Positive- and negative-frequency parts of D'Alembert's equation with applications in electrodynamics

Abstract

It is shown that in every gauge the potential of the electromagnetic field in the presence of sources is resolved by an extension of the Helmholtz theorem into a solenoidal component and an irrotational component irrelevant for description of the field. Only irrotational components are affected by gauge transformations; in Coulomb gauge the irrotational component vanishes: the potential is solenoidal. The method of solution of the wave equation by use of positive- and negative-frequency parts is extended to solutions of D'Alembert's equation, and applied to equations satisfied by the potential in Coulomb gauge and the electric and magnetic vectors. Fourier transforms of potentials specifying destruction/creation operators become time dependent in the presence of sources. Our central equation states this time dependence. Frequency parts of Maxwell's equations are obtained. When the retarded potential in Coulomb gauge is resolved into kinetic and dissipative components, the latter is shown to be in radiation gauge. Correspondingly, the energy/stress tensor is resolved into three components; the power/force density, into two: a kinetic and a dissipative component.
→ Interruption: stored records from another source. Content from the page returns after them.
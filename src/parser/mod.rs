//! Parser for the surface language.
//!
//! A backtracking recursive-descent parser built from combinators; see
//! [`state`] for the state/backtracking machinery and [`grammar`] for the
//! actual rules. The parser reports the first failure, using the error at
//! the furthest position it reached.

pub mod combinators;
pub mod grammar;
pub mod state;

pub use combinators::*;
pub use grammar::*;
pub use state::{ParseError, ParseResult, ParseState, Parser};

use crate::ast::Expression;

/// Parse one complete term; trailing input is an error.
pub fn parse(state: &mut ParseState) -> Result<Expression, ParseError> {
    let expr = match grammar::expression().parse(state) {
        Ok(expr) => expr,
        Err(err) => {
            return Err(state.furthest_error().cloned().unwrap_or(err));
        }
    };
    if state.has_next() {
        return Err(state.error_here("expected end of input"));
    }
    Ok(expr)
}
use flowgen_rule::CANDIDATE_FIELD_COUNT;

use crate::candidate_set::CandidateSet;
use crate::instantiate::{instantiate, InstantiateMode};
use crate::quad_dag::{QuadDag, VERTEX_COUNT};
use crate::target::TargetKind;
use crate::virtualize::virtualize;

/// The precomputed profile of one QuadDag: 4 solid rules realizing it, the
/// complete implied virtual-rule set, and the aggregates the selectors index.
#[derive(Debug, Clone)]
pub struct QuadDagProfile {
    dag: QuadDag,
    solids: CandidateSet,
    virtuals: CandidateSet,
    total_dependency_length: u8,
    total_edge_count: u8,
    exist_wildcard: bool,
    actual_field_count: u8,
    total_bit_width: u8,
    field_bit_widths: [u8; CANDIDATE_FIELD_COUNT],
}

impl QuadDagProfile {
    /// Instantiate and expand `dag`; `None` when no solid set realizes it.
    pub fn generate(dag: &QuadDag, mode: InstantiateMode) -> Option<Self> {
        let solids = instantiate(dag, mode)?;
        let mut solid_set = CandidateSet::from_rules(solids);
        solid_set.profile_as_solids(dag);
        let mut virtual_set = CandidateSet::from_rules(virtualize(solid_set.rules()));
        virtual_set.profile_as_virtuals(&solid_set);
        Some(Self::assemble(*dag, solid_set, virtual_set))
    }

    /// Build a profile from already-attributed rule sets (stream loading).
    pub fn assemble(dag: QuadDag, solids: CandidateSet, virtuals: CandidateSet) -> Self {
        let exist_wildcard = solids.rule(0).is_wildcard();
        let mut total_dependency_length = 0;
        let mut total_edge_count = 0;
        for i in 0..VERTEX_COUNT {
            total_dependency_length += solids.dependency_length(i);
            total_edge_count += solids.edge_count(i);
        }
        let mut field_bit_widths = [0u8; CANDIDATE_FIELD_COUNT];
        for (index, width) in field_bit_widths.iter_mut().enumerate() {
            for i in 0..VERTEX_COUNT {
                if let flowgen_rule::Field::Lpm { len, .. } = solids.rule(i).field(index) {
                    *width = (*width).max(*len);
                }
            }
        }
        let actual_field_count = field_bit_widths.iter().filter(|w| **w > 0).count() as u8;
        let total_bit_width = field_bit_widths.iter().sum();
        Self {
            dag,
            solids,
            virtuals,
            total_dependency_length,
            total_edge_count,
            exist_wildcard,
            actual_field_count,
            total_bit_width,
            field_bit_widths,
        }
    }

    pub fn dag(&self) -> &QuadDag {
        &self.dag
    }

    pub fn solids(&self) -> &CandidateSet {
        &self.solids
    }

    pub fn virtuals(&self) -> &CandidateSet {
        &self.virtuals
    }

    pub fn total_dependency_length(&self) -> u8 {
        self.total_dependency_length
    }

    pub fn total_edge_count(&self) -> u8 {
        self.total_edge_count
    }

    pub fn total_parameter(&self, kind: TargetKind) -> u8 {
        match kind {
            TargetKind::DependencyLength => self.total_dependency_length,
            TargetKind::EdgeCount => self.total_edge_count,
        }
    }

    pub fn exist_wildcard(&self) -> bool {
        self.exist_wildcard
    }

    pub fn actual_field_count(&self) -> u8 {
        self.actual_field_count
    }

    pub fn total_bit_width(&self) -> u8 {
        self.total_bit_width
    }

    pub fn field_bit_width(&self, index: usize) -> u8 {
        self.field_bit_widths[index]
    }
}

#[cfg(test)]
mod tests {
    use super::*;

    #[test]
    fn empty_dag_profile() {
        let dag = QuadDag::new();
        let profile =
            QuadDagProfile::generate(&dag, InstantiateMode::Normal).expect("realizable");
        assert_eq!(profile.total_dependency_length(), 0);
        assert_eq!(profile.total_edge_count(), 0);
        assert_eq!(profile.total_parameter(TargetKind::DependencyLength), 0);
        // four pairwise-disjoint rules cannot include a wildcard
        assert!(!profile.exist_wildcard());
        assert!(profile.total_bit_width() >= 2);
        assert_eq!(profile.solids().len(), 4);
        assert!(!profile.virtuals().is_empty());
    }

    #[test]
    fn chain_dag_profile() {
        let dag: QuadDag = "CCCCCC".parse().unwrap();
        let profile =
            QuadDagProfile::generate(&dag, InstantiateMode::Normal).expect("realizable");
        assert_eq!(profile.total_dependency_length(), 6);
        assert_eq!(profile.total_edge_count(), 6);
        assert!(profile.exist_wildcard());
    }
}
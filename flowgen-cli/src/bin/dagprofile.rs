use std::fs::File;
use std::io::BufWriter;
use std::process::ExitCode;
use std::time::Instant;

use tracing::info;

use flowgen_cli::{init_tracing, DENSE_PROFILE_PATH, NORMAL_PROFILE_PATH};
use flowgen_dag::{InstantiateMode, QuadDagPool};

fn main() -> ExitCode {
    init_tracing();
    let started = Instant::now();
    for (path, mode) in [
        (NORMAL_PROFILE_PATH, InstantiateMode::Normal),
        (DENSE_PROFILE_PATH, InstantiateMode::Dense),
    ] {
        let pool = QuadDagPool::generate(mode);
        let file = match File::create(path) {
            Ok(file) => file,
            Err(error) => {
                eprintln!("cannot open {path}: {error}");
                return ExitCode::FAILURE;
            }
        };
        if let Err(error) = pool.write(BufWriter::new(file)) {
            eprintln!("cannot write {path}: {error}");
            return ExitCode::FAILURE;
        }
        info!(path, profiles = pool.len(), "profile library written");
    }
    info!(elapsed = ?started.elapsed(), "precomputation done");
    ExitCode::SUCCESS
}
Work done by the latter component is negative: energy and momentum are dissipated from matter to radiation. Boson quantization conditions are satisfied by the kinetic component of the retarded potential, but commutators of the dissipative component are determined by the current sources. The energy/stress tensor and Hamiltonian of the field in the presence of sources are derived from the classical Lagrangian density. The relation between the Hamiltonian and the energy is shown to agree with the time dependence of the destruction/creation operators in Heisenberg picture.